The W respond consists of a half column. The E and S faces of the capital are decorated with trumpet scallops with prominent lips that finish with small balls. The N face has plain trumpet scallops. At the corners are volutes treated as clumps of foliage.
|Height to top of abacus||2.44m|
The decoration of the E respond capital is broadly similar to that of pier 1 but the forms are a bit chunkier. There are no small clasps between the pairs of leaves and the leaves on pier seem more fluent in execution.
All four faces are decorated with two rows of sideways facing, five-lobed leaves with pronounced spines.

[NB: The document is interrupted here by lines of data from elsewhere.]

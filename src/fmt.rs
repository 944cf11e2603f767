/// Format a float as a currency amount with thousands separators: $1,234.56
pub fn money(val: f64, symbol: &str) -> String {
    let cents = format!("{:.2}", val.abs());
    // -0.004 rounds to 0.00 and should not print as negative
    let negative = val < 0.0 && cents != "0.00";
    let (int_part, dec_part) = cents.split_once('.').unwrap_or((cents.as_str(), "00"));

    let mut with_commas = String::new();
    for (i, c) in int_part.chars().rev().enumerate() {
        if i > 0 && i % 3 == 0 {
            with_commas.push(',');
        }
        with_commas.push(c);
    }
    let with_commas: String = with_commas.chars().rev().collect();

    if negative {
        format!("-{symbol}{with_commas}.{dec_part}")
    } else {
        format!("{symbol}{with_commas}.{dec_part}")
    }
}

/// One-decimal percentage: 12.3%
pub fn pct(val: f64) -> String {
    let rounded = format!("{:.1}", val);
    if rounded == "-0.0" {
        "0.0%".to_string()
    } else {
        format!("{rounded}%")
    }
}

/// Hours with at most one decimal: 12.5h, 40h
pub fn hours(val: f64) -> String {
    if val.fract() == 0.0 {
        format!("{val:.0}h")
    } else {
        format!("{val:.1}h")
    }
}
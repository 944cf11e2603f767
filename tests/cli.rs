use std::path::{Path, PathBuf};

use assert_cmd::Command;
use predicates::prelude::*;
use tempfile::TempDir;

struct Env {
    dir: TempDir,
}

impl Env {
    fn new() -> Self {
        Self {
            dir: tempfile::tempdir().unwrap(),
        }
    }

    fn dataset(&self) -> PathBuf {
        self.dir.path().join("data").join("dataset.json")
    }

    fn config_dir(&self) -> PathBuf {
        self.dir.path().join("config")
    }

    fn cmd(&self) -> Command {
        let mut cmd = Command::cargo_bin("erp-metrics").unwrap();
        cmd.env("ERP_METRICS_CONFIG_DIR", self.config_dir())
            .env("NO_COLOR", "1")
            .env_remove("RUST_LOG");
        cmd
    }

    fn with_demo(self) -> Self {
        self.cmd()
            .args(["demo", "--output"])
            .arg(self.dataset())
            .assert()
            .success()
            .stdout(predicate::str::contains("Demo dataset written"))
            .stdout(predicate::str::contains("Rates:     4"));
        self
    }

    fn report(&self, args: &[&str]) -> assert_cmd::assert::Assert {
        self.cmd()
            .arg("--dataset")
            .arg(self.dataset())
            .arg("report")
            .args(args)
            .assert()
    }
}

fn write(path: &Path, content: &str) {
    std::fs::write(path, content).unwrap();
}

#[test]
fn test_payroll_quick_calculation_json() {
    let env = Env::new();
    env.cmd()
        .args(["--json", "payroll", "10000"])
        .assert()
        .success()
        .stdout(predicate::str::contains("\"pension\": 700.0"))
        .stdout(predicate::str::contains("\"paye\": 930.0"))
        .stdout(predicate::str::contains("\"net_pay\": 8370.0"));
}

#[test]
fn test_payroll_quick_calculation_table() {
    let env = Env::new();
    env.cmd()
        .args(["payroll", "10000", "--allowances", "2000", "--deductions", "500"])
        .assert()
        .success()
        .stdout(predicate::str::contains("NET PAY"))
        .stdout(predicate::str::contains("$9,670.00"));
}

#[test]
fn test_reconcile_over_and_matched() {
    let env = Env::new();
    env.cmd()
        .args(["--json", "reconcile", "125000", "124500"])
        .assert()
        .success()
        .stdout(predicate::str::contains("\"status\": \"OverBy\""))
        .stdout(predicate::str::contains("\"amount\": 500.0"));
    env.cmd()
        .args(["reconcile", "22000", "22000"])
        .assert()
        .success()
        .stdout(predicate::str::contains("Matched."));
    env.cmd()
        .args(["--json", "reconcile", "22000", "22000"])
        .assert()
        .success()
        .stdout(predicate::str::contains("\"status\": \"Matched\""))
        .stdout(predicate::str::contains("\"amount\": 0.0"));
    env.cmd()
        .args(["reconcile", "900", "1000"])
        .assert()
        .success()
        .stdout(predicate::str::contains("UNDER by $100.00"));
}

#[test]
fn test_profitability_report_for_scenario_project() {
    let env = Env::new().with_demo();
    env.report(&["profitability", "--project", "PRJ-001"])
        .success()
        .stdout(predicate::str::contains("Website Redesign (PRJ-001)"))
        .stdout(predicate::str::contains("$220,000.00"))
        .stdout(predicate::str::contains("-$40,000.00"))
        .stdout(predicate::str::contains("-22.2%"))
        .stdout(predicate::str::contains("-$70,000.00"));
}

#[test]
fn test_profitability_project_without_financials_defaults_to_zero() {
    let env = Env::new().with_demo();
    env.report(&["profitability", "--project", "PRJ-003", "--json"])
        .success()
        .stdout(predicate::str::contains("\"revenue\": 0.0"))
        .stdout(predicate::str::contains("\"labor_costs\": 0.0"))
        .stdout(predicate::str::contains("\"profit_margin\": 0.0"));
}

#[test]
fn test_unknown_project_fails() {
    let env = Env::new().with_demo();
    env.report(&["profitability", "--project", "PRJ-999"])
        .failure()
        .stderr(predicate::str::contains("Unknown project: PRJ-999"));
}

#[test]
fn test_task_report_as_of_date() {
    let env = Env::new().with_demo();
    env.report(&["tasks", "--as-of", "2024-06-03", "--json"])
        .success()
        .stdout(predicate::str::contains("\"total_tasks\": 6"))
        .stdout(predicate::str::contains("\"overdue_tasks\": 2"))
        .stdout(predicate::str::contains("\"tasks_behind_schedule\": 3"))
        .stdout(predicate::str::contains("\"tasks_ahead_schedule\": 1"))
        .stdout(predicate::str::contains("\"schedule_variance_days\": -3"))
        .stdout(predicate::str::contains("\"Not Started\": 1"));
}

#[test]
fn test_task_report_rejects_bad_date() {
    let env = Env::new().with_demo();
    env.report(&["tasks", "--as-of", "June 3"])
        .failure()
        .stderr(predicate::str::contains("Invalid date"));
}

#[test]
fn test_payroll_report_period_filter() {
    let env = Env::new().with_demo();
    env.report(&["payroll", "--period", "2024-05"])
        .success()
        .stdout(predicate::str::contains("Payroll 2024-05 (4 employees)"))
        .stdout(predicate::str::contains("Payroll 2024-04").not());
    env.report(&["payroll", "--period", "May"])
        .failure()
        .stderr(predicate::str::contains("Invalid period"));
}

#[test]
fn test_reconciliation_and_balance_reports() {
    let env = Env::new().with_demo();
    env.report(&["reconciliation"])
        .success()
        .stdout(predicate::str::contains("Over by $500.00"))
        .stdout(predicate::str::contains("1 matched, 2 unmatched"));
    env.report(&["balance"])
        .success()
        .stdout(predicate::str::contains("TOTAL ASSETS"))
        .stdout(predicate::str::contains("$390,000.00"))
        .stdout(predicate::str::contains("Balanced"));
    env.report(&["balance", "--json"])
        .success()
        .stdout(predicate::str::contains("\"is_balanced\": true"));
}

#[test]
fn test_portfolio_report() {
    let env = Env::new().with_demo();
    env.report(&["portfolio"])
        .success()
        .stdout(predicate::str::contains("Portfolio Profitability"))
        .stdout(predicate::str::contains("Mobile Banking App"))
        .stdout(predicate::str::contains("1 profitable, 1 loss-making"));
}

#[test]
fn test_missing_dataset_reports_error() {
    let env = Env::new();
    env.report(&["balance"])
        .failure()
        .stderr(predicate::str::contains("cannot read dataset"));
}

#[test]
fn test_import_tasks_then_report() {
    let env = Env::new().with_demo();
    let csv = env.dir.path().join("tasks.csv");
    write(
        &csv,
        "id,title,assigned_to,estimated_hours,actual_hours,status,planned_start,planned_end,actual_start,actual_end,dependencies\n\
         T-302,Stock count,Peter Kamau,16,16,Completed,2024-04-01,2024-04-05,2024-04-01,2024-04-05,\n\
         T-303,Go-live,Contractor,8,,To Do,2024-12-01,2024-12-20,,,T-301;T-302\n",
    );
    env.cmd()
        .arg("--dataset")
        .arg(env.dataset())
        .arg("import-tasks")
        .arg(&csv)
        .args(["--project", "PRJ-003"])
        .assert()
        .success()
        .stdout(predicate::str::contains("2 added, 0 replaced"));

    env.report(&["tasks", "--project", "PRJ-003", "--as-of", "2024-06-03", "--json"])
        .success()
        .stdout(predicate::str::contains("\"total_tasks\": 3"))
        .stdout(predicate::str::contains("\"tasks_on_schedule\": 1"));
}

#[test]
fn test_init_settings_drive_reports() {
    let env = Env::new().with_demo();
    env.cmd()
        .arg("init")
        .arg("--dataset-path")
        .arg(env.dataset())
        .args(["--company", "Acme Holdings", "--currency", "KSh "])
        .assert()
        .success()
        .stdout(predicate::str::contains("Settings saved"));
    assert!(env.config_dir().join("settings.json").exists());

    env.cmd()
        .args(["report", "reconciliation"])
        .assert()
        .success()
        .stdout(predicate::str::starts_with("Acme Holdings"))
        .stdout(predicate::str::contains("Over by KSh 500.00"));
}

#[test]
fn test_profitability_warns_when_no_rates_on_record() {
    let env = Env::new();
    std::fs::create_dir_all(env.dataset().parent().unwrap()).unwrap();
    write(
        &env.dataset(),
        r#"{
  "projects": [{"id": "p1", "name": "Fit-out", "budget": 1000.0}],
  "tasks": [{"id": "t1", "project_id": "p1", "assigned_to": "Ann", "estimated_hours": 10.0, "status": "To Do"}]
}"#,
    );
    env.report(&["profitability", "--json"])
        .success()
        .stdout(predicate::str::contains("\"labor_costs\": 0.0"))
        .stderr(predicate::str::contains("no employee rates on record"));
}

#[test]
fn test_balance_report_reads_flat_ledger_items() {
    let env = Env::new();
    std::fs::create_dir_all(env.dataset().parent().unwrap()).unwrap();
    write(
        &env.dataset(),
        r#"{
  "balance_sheet_items": [
    {"section": "current_assets", "label": "Cash", "value": 500.0},
    {"section": "current_liabilities", "label": "Payables", "value": 200.0},
    {"section": "equity", "label": "Capital", "value": 250.0}
  ]
}"#,
    );
    env.report(&["balance", "--json"])
        .success()
        .stdout(predicate::str::contains("\"total_assets\": 500.0"))
        .stdout(predicate::str::contains("\"identity_gap\": 50.0"))
        .stdout(predicate::str::contains("\"is_balanced\": false"));
    env.report(&["balance"])
        .success()
        .stdout(predicate::str::contains("Payables"))
        .stdout(predicate::str::contains("OUT OF BALANCE by $50.00"));
}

The massing of the capital, nevertheless, resembles that of a trumpet scallop.
On the N face there are three heads that look as if they have been attached later to the surface of the capital. They do not appear appropriate for the 12thc. The E face has three pairs of leaves treated like touching hands and beneath there is a leaf form resembling the ‘spade’ from a pack of cards. At the four corners the volutes are decorated with leaves like stiff leaf foliage. The S and W faces have four pairs of the crossing-over trefoiled leaves forming small crockets.
The capital has five trumpet scallops on each face with pairs of leaves inside each mouth.
B. Ferrey and J. Wooldridge. 1840. Lambeth Palace Library ICBS 2754.
C. E. Ponting, 'Notes on Churches in the Neighbourhood of Marlborough', Wiltshire Archaeological and Natural History Magazine, 28 (1894), 120-46.
Historic England listing 1365492.
J. Ward, 'Great Bedwyn, Tile Pavement in old Church', Wiltshire Archaeological and Natural History Magazine, 7 (1862), 103-4.
J. Ward, 'Great Bedwyn', Wiltshire Archaeological and Natural History Magazine, 6 (1860), 261-91.
N. a., The Parish Church of St Mary the Virgin, Great Bedwyn, Wiltshire, Gloucester 1965.
J. Buckler, Unpublished album of drawings. Devizes Museum, vol. 8, pl. 49.
N. Pevsner and B. Cherry, Buildings of England: Wiltshire, Harmondsworth 1975, 255-6.
A History of the County of Wiltshire: Volume 16, Kinwardstone Hundred, Victoria County History, London 1999, 8-49.